The idea that interest rates directly affect stock prices is a commonly held belief among many investors. There are some that even go as far as to say that the only reason the stock market is up is because interest rates have been artificially kept low by the Fed. With this article, I’m going to apply some commonsense logic to interest rates and their true impact on stock values.
There are many generalities spouted regarding how interest rates affect stock prices. For example, many argue that there is an inverse relationship between interest rates and stock valuations. The argument suggests that when interest rates are high, fixed income investments such as bonds are more competitive and therefore this diminishes stock values. Conversely, when interest rates are low, fixed income is less competitive and therefore stock valuations will rise.
Although there is some validity in the above assertions, historical reality suggests that these relationships only work until they don’t. The reason this is true is because there are many factors that will affect the value of stocks with interest rates being only one.

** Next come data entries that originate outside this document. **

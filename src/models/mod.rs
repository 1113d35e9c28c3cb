use chrono::{DateTime, Utc};
use serde::{Deserialize, Deserializer, Serialize, Serializer};

use crate::calendar::parse_instant;

// ─── Trips ──────────────────────────────────────────────────────────────────

#[derive(Debug, Clone, Serialize, Deserialize)]
#[serde(rename_all = "camelCase")]
pub struct TripDetails {
    pub id: String,
    pub name: String,
    pub start_date: String,
    pub end_date: String,
    pub activities: Option<Vec<Activity>>,
    pub participants: Option<Vec<Participant>>,
    pub links: Option<Vec<Link>>,
}

/// Body of `POST /Trip/register`. Invited guests are registered one by one
/// once the trip exists.
#[derive(Debug, Clone, Serialize)]
#[serde(rename_all = "camelCase")]
pub struct NewTrip {
    pub name: String,
    pub start_date: String,
    pub end_date: String,
    #[serde(skip)]
    pub participants: Vec<NewParticipant>,
}

#[derive(Debug, Clone, Serialize)]
#[serde(rename_all = "camelCase")]
pub struct TripUpdate {
    pub name: String,
    pub start_date: String,
    pub end_date: String,
}

/// Minimal shape returned by `POST /Trip/register`.
#[derive(Debug, Clone, Deserialize)]
#[serde(rename_all = "camelCase")]
pub struct CreatedTrip {
    pub id: String,
    pub name: Option<String>,
    pub start_date: Option<String>,
    pub end_date: Option<String>,
}

// ─── Activities ─────────────────────────────────────────────────────────────

#[derive(Debug, Clone, PartialEq, Eq, Serialize, Deserialize)]
pub struct Activity {
    pub id: String,
    pub name: String,
    #[serde(
        deserialize_with = "deserialize_instant",
        serialize_with = "serialize_instant"
    )]
    pub date: DateTime<Utc>,
    /// The API calls this flag `status`; absent means not done yet.
    #[serde(rename = "status", default, deserialize_with = "deserialize_flag")]
    pub completed: bool,
}

#[derive(Debug, Clone, PartialEq, Eq, Serialize)]
pub struct NewActivity {
    pub name: String,
    #[serde(serialize_with = "serialize_instant")]
    pub date: DateTime<Utc>,
}

// ─── Participants ───────────────────────────────────────────────────────────

#[derive(Debug, Clone, PartialEq, Eq, Serialize, Deserialize)]
#[serde(rename_all = "camelCase")]
pub struct Participant {
    pub id: Option<String>,
    #[serde(default)]
    pub name: Option<String>,
    pub email: String,
    #[serde(default, deserialize_with = "deserialize_flag")]
    pub is_confirmed: bool,
}

impl Participant {
    pub fn display_name(&self) -> &str {
        match self.name.as_deref() {
            Some(name) if !name.trim().is_empty() => name,
            _ => "Pendente",
        }
    }
}

#[derive(Debug, Clone, PartialEq, Eq, Serialize)]
pub struct NewParticipant {
    pub name: String,
    pub email: String,
}

// ─── Links ──────────────────────────────────────────────────────────────────

#[derive(Debug, Clone, PartialEq, Eq, Serialize, Deserialize)]
pub struct Link {
    pub id: String,
    pub title: String,
    pub url: String,
}

#[derive(Debug, Clone, PartialEq, Eq, Serialize)]
pub struct NewLink {
    pub title: String,
    pub url: String,
}

// ─── Serde helpers ──────────────────────────────────────────────────────────

fn deserialize_instant<'de, D>(deserializer: D) -> Result<DateTime<Utc>, D::Error>
where
    D: Deserializer<'de>,
{
    let raw = String::deserialize(deserializer)?;
    parse_instant(&raw).map_err(serde::de::Error::custom)
}

fn serialize_instant<S>(dt: &DateTime<Utc>, serializer: S) -> Result<S::Ok, S::Error>
where
    S: Serializer,
{
    serializer.serialize_str(&dt.to_rfc3339_opts(chrono::SecondsFormat::Millis, true))
}

fn deserialize_flag<'de, D>(deserializer: D) -> Result<bool, D::Error>
where
    D: Deserializer<'de>,
{
    Ok(Option::<bool>::deserialize(deserializer)?.unwrap_or(false))
}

Another commonly held belief about interest rates and stock values goes something like this: when interest rates go up, the discount rate will increase to reflect the increase in interest rates. Since stocks get their value by discounting future income streams to the present value, the higher discount rate reduces the value of those income streams. Therefore, the stock price will decline because the present value of that income stream is now lower. This theory is typically followed by the notion that when interest rates increase, multiples (P/E ratios, etc.) will decline, which also causes the stock to decline.
There are many variations to the themes presented above, however, they all pretty much ascribe to the theory that there is a direct inverse relationship between valuation and interest rates. Nevertheless, my experience suggests that these theories only work in a perfect market environment. However, the market is very rarely – if ever – perfectly aligned with economic theories.
Additionally, economic and/or investing theory can be applied either generally or specifically. By generally, I’m referring to the effects that things like interest rates would have on the overall stock market or stocks in general and on other macro factors such as inflation and GDP growth, etc. However, I personally tend to be more focused on specific or individual stocks on the theory that it’s a market of stocks not a stock market. In this regard, the effects of interest rates can be significantly different company by company.